Nan Goldin, an American photographer, known for her stylish works. Goldin ran away from home when she was only 14. She lived with a group of young people who struggled with their lives and self-imposed exile in the United States. To record her own life, Goldin started to shoot real and messy lives of her close friends. As she said, “I photograph directly from my life. Those pictures come out of relationships, not observation” (MOMA). Therefore, those photographs were collected together and presented in slide form called “The Ballad of Sexual Dependency.”
I visited her exhibition on Tuesday at MOMA. The first thought came to my mind was shock. All of her work featured LGBT-related themes, violence, illness, depression, and drugs. As growing in a traditional family, I was resistant to those themes of nude and dark humanity. However, I started to observe something different among photographs while I was watching the slides of Godin’s work. This 45-minute slide show is set to a soundtrack. Different periods of figures were shown with different music. They lived in crazy and self-imposed exile society and tried to prove themselves to the public. In Goldin’s camera, those young people struggled with their own lives no matter what role of characters they played in that society. In this slide, Goldin used her camera to portray her friends’ experiences about childhood memory, fell in love with others, sexual abuse, relationship, marriage, fight, pregnant, children and until they died. Goldin astonished me not only she showed her and her friends’ real lives, but also she’s good at using light and create a better view of some dark and bad environment.

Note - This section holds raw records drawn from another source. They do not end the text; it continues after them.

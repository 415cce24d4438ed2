//! Buff System
//!
//! Drives speed-boost lifecycles: applies the run-speed multiplier
//! once, counts the duration down, reverts on expiry and removes the
//! carrier entity.

use crate::ecs::component::{PhysicsComponent, SpeedBoostComponent};
use crate::ecs::entity::EntityId;
use crate::game::events::GameEvent;
use crate::game::systems::{System, SystemContext};

/// Applies and expires timed buffs.
pub struct BuffSystem;

impl System for BuffSystem {
    fn name(&self) -> &'static str {
        "buff"
    }

    fn update(&mut self, ctx: &mut SystemContext<'_>, delta_time: f32) {
        let mut to_apply: Vec<(EntityId, f32)> = Vec::new();
        let mut to_revert: Vec<(EntityId, EntityId, f32)> = Vec::new();

        for (carrier, boost) in ctx.store.components_mut::<SpeedBoostComponent>() {
            if !boost.applied && boost.remaining > 0.0 {
                boost.applied = true;
                to_apply.push((boost.target, boost.multiplier));
            }
            boost.remaining -= delta_time;
            // The carrier lingers until its Remove event is flushed;
            // the applied flag keeps the revert from running twice.
            if boost.remaining <= 0.0 && boost.applied {
                boost.applied = false;
                to_revert.push((carrier, boost.target, boost.multiplier));
            }
        }

        for (target, multiplier) in to_apply {
            if let Some(body) = ctx.store.get_mut::<PhysicsComponent>(target) {
                body.max_run_speed *= multiplier;
            }
        }

        for (carrier, target, multiplier) in to_revert {
            if let Some(body) = ctx.store.get_mut::<PhysicsComponent>(target) {
                body.max_run_speed /= multiplier;
            }
            ctx.events.push(GameEvent::Remove { entity: carrier });
        }
    }
}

One photograph impressed me a lot is Goldin’s portrait. This portrait is named as “Nan one month after being battered.” Normally, photographers don’t put themselves into their cameras. In this photo, we can easily see that Goldin had a very bad experience at that time. Her bruise still did not go away after she got her boyfriend’s abuse one month later. As Goldin said, the reason she kept this photo was that she wanted to remind herself to not suffer again. From here, we can see Goldin’s photographs are showing her own privacy to the public by using this way of recording life. After finishing watching this slide show, I felt like I just peeped someone’s private diary. No matter how messy or dark the environment was, Goldin could always create some conditions to make the figures look better in her camera. Such as yellowish orange light, all the shadows on the figures, and strong sense of line and so on. Goldin is really good at taking a candid photograph because we can feel the figure’s emotions when we look at those photos. To be a real life photographer, Goldin did it perfectly.